Right from the start, Calgary, Alberta’s Women were surprisingly difficult to decipher. The easy way out was to associate them with the, then (in 2007) burgeoning, wave of lo-fi basement-gazers (Deerhunter, Times New Viking, Eat Skull) simply for the lean towards obfuscated pop melodies. As a whole, though, their debut record was more glorious mess, a grotesque blend of drone and found sound, of industrial collapse and rural spook. Any adversity to studied discordance may have made you disown them, any want for chaos without form or function, and their songs might have been too soft. In the end, though, Women found a middle ground.
That fence-balancing act between extremes is even more profound on Public Strain, the band’s new album. If one had to choose, this, their sophomore effort, might place them slightly on the side of stubborn experiment. It plays like This Heat sent on an Outward Bound mission—four heads equipped with plenty of artificial klang and steadfast in making as much noise as possible, but forced by the elements to produce a unified front to get them out of that dense dark forest. It could be attributed to geography, as only a band isolated the upper reaches of Canada could make such a strange mélange while free to write unencumbered or influenced. But as guitarist and vocalist Patrick Flegel explains, it was more a geography of mood. After re-examining Public Strain, that makes perfect sense. Women are a prime example of four divergent minds seeing what happens when they all continually clash in the same room. I recently had the chance to discuss the formula for such a beautiful disaster with Flegel, a few weeks before the release of Public Strain.
I think the consensus is that your first record was extremely polarizing when people first heard it. When you went in to record Public Strain, did you guys consciously try to gauge which extremes listeners liked more before laying them to tape?

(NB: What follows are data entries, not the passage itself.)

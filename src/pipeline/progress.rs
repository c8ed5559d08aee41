//! Progress reporting
//!
//! The pipeline announces each step before doing its work. Observers are
//! fire-and-forget: nothing they do can influence the run.

use std::sync::Mutex;

/// One progress notification
#[derive(Debug, Clone, PartialEq, Eq)]
pub struct ProgressEvent {
    /// 1-based step index
    pub step: u32,
    /// Total number of steps
    pub total: u32,
    pub message: String,
}

/// Receives progress notifications from a running pipeline
pub trait ProgressObserver {
    fn on_progress(&self, event: &ProgressEvent);
}

impl<F> ProgressObserver for F
where
    F: Fn(&ProgressEvent),
{
    fn on_progress(&self, event: &ProgressEvent) {
        self(event)
    }
}

/// Ignores every notification
#[derive(Debug, Clone, Copy, Default)]
pub struct NoProgress;

impl ProgressObserver for NoProgress {
    fn on_progress(&self, _event: &ProgressEvent) {}
}

/// Keeps every notification (useful for front ends polling a run)
#[derive(Debug, Default)]
pub struct RecordingProgress {
    events: Mutex<Vec<ProgressEvent>>,
}

impl RecordingProgress {
    pub fn new() -> Self {
        Self::default()
    }

    /// Snapshot of the events seen so far
    pub fn events(&self) -> Vec<ProgressEvent> {
        self.events
            .lock()
            .map(|events| events.clone())
            .unwrap_or_default()
    }
}

impl ProgressObserver for RecordingProgress {
    fn on_progress(&self, event: &ProgressEvent) {
        if let Ok(mut events) = self.events.lock() {
            events.push(event.clone());
        }
    }
}

#[cfg(test)]
mod tests {
    use super::*;
    use std::cell::Cell;

    fn event(step: u32) -> ProgressEvent {
        ProgressEvent {
            step,
            total: 8,
            message: format!("step {}", step),
        }
    }

    #[test]
    fn test_closure_observer() {
        let count = Cell::new(0);
        let observer = |e: &ProgressEvent| count.set(count.get() + e.step);
        observer.on_progress(&event(2));
        observer.on_progress(&event(3));
        assert_eq!(count.get(), 5);
    }

    #[test]
    fn test_recording_observer() {
        let recorder = RecordingProgress::new();
        recorder.on_progress(&event(1));
        recorder.on_progress(&event(2));
        assert_eq!(recorder.events(), vec![event(1), event(2)]);
    }
}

Patrick Flegel: Absolutely not. It’s strange because half the time I’m listening to pretty discordant music, and the other half I’m listening to actual songs. And what comes out with the writing... I don’t really know how it happens. I guess it just really depends on what kind of day it is or who’s there. I see what people write and what people say to us who have nothing to do with the writing process, and all of that has nothing to do with us.

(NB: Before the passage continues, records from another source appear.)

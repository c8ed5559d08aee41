//! Subliminal CLI
//!
//! Command-line interface for the subliminal mixer.

use anyhow::Context;
use clap::Parser;
use log::info;
use tracing_subscriber::EnvFilter;

use subliminal::cli::{commands, Cli, Commands};

fn main() -> anyhow::Result<()> {
    let cli = Cli::parse();

    // RUST_LOG wins over --verbose
    let default_level = if cli.verbose { "debug" } else { "info" };
    let filter =
        EnvFilter::try_from_default_env().unwrap_or_else(|_| EnvFilter::new(default_level));
    tracing_subscriber::fmt().with_env_filter(filter).init();

    info!("Subliminal Mixer v{}", env!("CARGO_PKG_VERSION"));

    match cli.command {
        Some(cmd) => handle_command(cmd),
        None => {
            println!("Subliminal Mixer v{}", env!("CARGO_PKG_VERSION"));
            println!("Use --help for available commands");
            Ok(())
        }
    }
}

fn handle_command(cmd: Commands) -> anyhow::Result<()> {
    match cmd {
        Commands::Mix {
            affirmation,
            background,
            output_dir,
            settings,
        } => {
            commands::mix(&affirmation, &background, &output_dir, &settings).map_err(|e| {
                eprintln!("{}", e.friendly_message());
                for suggestion in e.recovery_suggestions() {
                    eprintln!("  - {}", suggestion);
                }
                e
            })?;
        }
        Commands::Batch {
            folder,
            background,
            output_dir,
            settings,
        } => {
            commands::batch(&folder, &background, &output_dir, &settings)
                .with_context(|| format!("batch over {} failed", folder.display()))?;
        }
        Commands::Inspect { path } => commands::inspect_file(&path)
            .with_context(|| format!("{} is not a usable audio file", path.display()))?,
        Commands::GenerateTestAudio { dir } => commands::generate_test_audio(&dir)
            .with_context(|| format!("could not write test audio to {}", dir.display()))?,
        Commands::Cleanup {
            folders,
            max_age_hours,
            max_files,
        } => commands::cleanup(&folders, max_age_hours, max_files)?,
        Commands::Limits => commands::print_limits()?,
    }
    Ok(())
}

Well, I do think that on this record particularly, you do take things further into those extremes. The beautiful parts are now gorgeous, and the ugly stuff is rather gnarly. When you come together to write, is there a preference? I guess what I’m asking is how you meet in the middle?
PF: People always say that about us, but I don’t see the difference. People think of it as this shocking thing. I listen to a lot of music and I don’t think that what we do is all that shocking.
I guess that shock comes from a song like “Venice Lockjaw.” It has such a strong melody throughout, and it has none of the discordance you would normally have underneath your other songs. So how do you decide that this song should have nothing more added to it?
PF: Okay, I understand the question. If we have a skeleton of a song and we choose to push it in a certain direction, what makes us push songs in certain directions? “Venice Lockjaw” I wrote and recorded alone. There was no one in the house so it came out very hushed. I’m not typically in that situation. Usually when we’re all together, we like to blast. The quieter songs are usually just me, and I tend to fill that empty space more with a vocal melody rather than noise.
What I do hear for certain is a push to use more drone in the cradling of songs. If there’s something that gives a balance to those extremes, it has to be the drone. Were there any particular artists or records you were listening to that bled into these recordings?
PF: I think that the thing I can relate to with John Cale, as a producer, especially on Nico’s Marble Index or the Stooges record, are those one-note drones and the shifting of chords. I love the sound of out-of-tune notes going in and out of sync.
You’ve toured a lot in the last two years. I’m wondering if this record was more informed by the spontaneity of playing live.
PF: The last song, “Eyesore,” is extremely old, but we’ve been playing it live since the beginning, so it is definitely at a different place after playing it live so much. Actually though, after touring constantly, it came to a grinding halt, and we all came home and had to get jobs. When we got back together to record, there was this complete lack of consistency. It was all different configurations.